Crab Rangoon
5
Points®
Total time: 38 min • Prep: 18 min • Cook: 20 min • Serves: 6 • Difficulty: Easy
This trimmer version uses economical imitation crabmeat and the wontons are baked, instead of deep-fried.


Ingredients
Cooking spray
2 spray(s)
Olive oil
2 tsp(s)
Garlic
2 clove(s), large, minced
Uncooked scallions
2 medium, minced
Snow peas
2 tbsp(s), chopped
Canned crabmeat
6 oz, drained
Light cream cheese
4 oz
Low sodium soy sauce
2 tsp(s)
Wonton wrapper
24 item(s), (half a 12 oz package)
Instructions
1
Preheat oven to 350ºF. Coat a large baking sheet with cooking spray.
2
Heat oil in a small skillet over medium-high heat. Add garlic, scallions and snow peas and sauté until just tender, about 2 minutes. Remove from heat and stir in crabmeat, cream cheese and soy sauce with a wooden spoon; mix gently to combine.
3
Place wonton wrappers on a flat surface. Drop crab mixture by teaspoonfuls onto the centre of each wrapper.

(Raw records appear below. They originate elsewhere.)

//! Serial encoding and structural validation

use std::fmt;
use std::str::FromStr;

use serde::{Deserialize, Serialize};
use thiserror::Error;

/// Length of the base-36 payload
pub const PAYLOAD_LEN: usize = 6;

/// Length of a full serial (payload + check character)
pub const SERIAL_LEN: usize = PAYLOAD_LEN + 1;

/// Positional weights applied to the payload digits
pub const CHECK_WEIGHTS: [u32; PAYLOAD_LEN] = [7, 3, 1, 7, 3, 1];

/// Largest sequence number that fits in the 6-character payload (36^6 - 1)
pub const MAX_SEQUENCE: u64 = 36u64.pow(PAYLOAD_LEN as u32) - 1;

const RADIX: u64 = 36;
const ALPHABET: &[u8; 36] = b"0123456789ABCDEFGHIJKLMNOPQRSTUVWXYZ";

/// Serial encoding/validation errors
#[derive(Debug, Clone, PartialEq, Eq, Error)]
pub enum SerialError {
    /// Sequence number does not fit in the payload width
    #[error("sequence number {0} exceeds serial capacity")]
    Overflow(u64),

    /// Input is not exactly the expected number of characters
    #[error("expected {expected} characters, got {actual}")]
    InvalidLength { expected: usize, actual: usize },

    /// Input contains a non-alphanumeric character
    #[error("invalid character {found:?} at position {position}")]
    InvalidCharacter { position: usize, found: char },

    /// Check character does not match the payload
    #[error("check character mismatch: expected {expected}, found {found}")]
    ChecksumMismatch { expected: char, found: char },
}

/// A structurally valid, uppercase certificate serial
///
/// Only constructed through [`encode`] or [`Serial::parse`], so the check
/// character always matches the payload.
#[derive(Debug, Clone, PartialEq, Eq, Hash, PartialOrd, Ord, Serialize, Deserialize)]
#[serde(try_from = "String", into = "String")]
pub struct Serial(String);

impl Serial {
    /// Parse and normalize a submitted serial
    ///
    /// Accepts either case; the stored form is uppercase.
    pub fn parse(input: &str) -> Result<Self, SerialError> {
        let actual = input.chars().count();
        if actual != SERIAL_LEN {
            return Err(SerialError::InvalidLength {
                expected: SERIAL_LEN,
                actual,
            });
        }

        if let Some((position, found)) = input
            .chars()
            .enumerate()
            .find(|(_, c)| !c.is_ascii_alphanumeric())
        {
            return Err(SerialError::InvalidCharacter { position, found });
        }

        let normalized = input.to_ascii_uppercase();
        let (payload, check) = normalized.split_at(PAYLOAD_LEN);
        let expected = check_char(payload)?;
        let found = check.chars().next().unwrap_or_default();

        if expected != found {
            return Err(SerialError::ChecksumMismatch { expected, found });
        }

        Ok(Self(normalized))
    }

    pub fn as_str(&self) -> &str {
        &self.0
    }

    /// The 6-character base-36 payload
    pub fn payload(&self) -> &str {
        &self.0[..PAYLOAD_LEN]
    }

    /// The trailing check character
    pub fn check(&self) -> char {
        self.0.as_bytes()[PAYLOAD_LEN] as char
    }

    /// Decode the sequence number carried in the payload
    pub fn sequence_number(&self) -> u64 {
        self.payload()
            .bytes()
            .filter_map(digit_value)
            .fold(0u64, |acc, d| acc * RADIX + u64::from(d))
    }
}

impl fmt::Display for Serial {
    fn fmt(&self, f: &mut fmt::Formatter<'_>) -> fmt::Result {
        f.write_str(&self.0)
    }
}

impl FromStr for Serial {
    type Err = SerialError;

    fn from_str(s: &str) -> Result<Self, Self::Err> {
        Self::parse(s)
    }
}

impl TryFrom<String> for Serial {
    type Error = SerialError;

    fn try_from(value: String) -> Result<Self, Self::Error> {
        Self::parse(&value)
    }
}

impl From<Serial> for String {
    fn from(serial: Serial) -> Self {
        serial.0
    }
}

impl AsRef<str> for Serial {
    fn as_ref(&self) -> &str {
        &self.0
    }
}

/// Encode a sequence number as a 7-character serial
///
/// Pure and deterministic. Fails with [`SerialError::Overflow`] once the
/// sequence no longer fits in six base-36 digits.
pub fn encode(sequence: u64) -> Result<Serial, SerialError> {
    if sequence > MAX_SEQUENCE {
        return Err(SerialError::Overflow(sequence));
    }

    let mut buf = [b'0'; SERIAL_LEN];
    let mut rest = sequence;
    for slot in buf[..PAYLOAD_LEN].iter_mut().rev() {
        *slot = ALPHABET[(rest % RADIX) as usize];
        rest /= RADIX;
    }
    buf[PAYLOAD_LEN] = ALPHABET[weighted_sum(&buf[..PAYLOAD_LEN]) as usize % ALPHABET.len()];

    // buf only ever holds ALPHABET bytes
    Ok(Serial(buf.iter().map(|&b| b as char).collect()))
}

/// Structural integrity check for a submitted serial
///
/// True iff the input is 7 alphanumeric characters (any case) whose last
/// character matches the weighted checksum of the first six. Says nothing
/// about whether the serial was ever issued.
pub fn validate(serial: &str) -> bool {
    Serial::parse(serial).is_ok()
}

/// Compute the check character for a 6-character payload
pub fn check_char(payload: &str) -> Result<char, SerialError> {
    let actual = payload.chars().count();
    if actual != PAYLOAD_LEN {
        return Err(SerialError::InvalidLength {
            expected: PAYLOAD_LEN,
            actual,
        });
    }

    let upper = payload.to_ascii_uppercase();
    if let Some((position, found)) = upper
        .chars()
        .enumerate()
        .find(|(_, c)| !c.is_ascii_alphanumeric())
    {
        return Err(SerialError::InvalidCharacter { position, found });
    }

    let sum = weighted_sum(upper.as_bytes());
    Ok(ALPHABET[sum as usize % ALPHABET.len()] as char)
}

fn weighted_sum(payload: &[u8]) -> u32 {
    payload
        .iter()
        .zip(CHECK_WEIGHTS)
        .map(|(&b, w)| digit_value(b).unwrap_or(0) * w)
        .sum()
}

fn digit_value(b: u8) -> Option<u32> {
    match b {
        b'0'..=b'9' => Some(u32::from(b - b'0')),
        b'A'..=b'Z' => Some(u32::from(b - b'A') + 10),
        b'a'..=b'z' => Some(u32::from(b - b'a') + 10),
        _ => None,
    }
}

Dip a finger into water and use it to moisten edges of wrapper; fold over one corner of wrapper to make a triangle and press sides together to seal. Create decorative lines along the edges of the wontons by pressing the tines of a fork along the bottom edge of each wonton.
4
Transfer filled wontons to prepared baking sheet and coat with cooking spray. Bake until wontons are golden brown, about 15 to 20 minutes. Yields 4 crab rangoon per serving.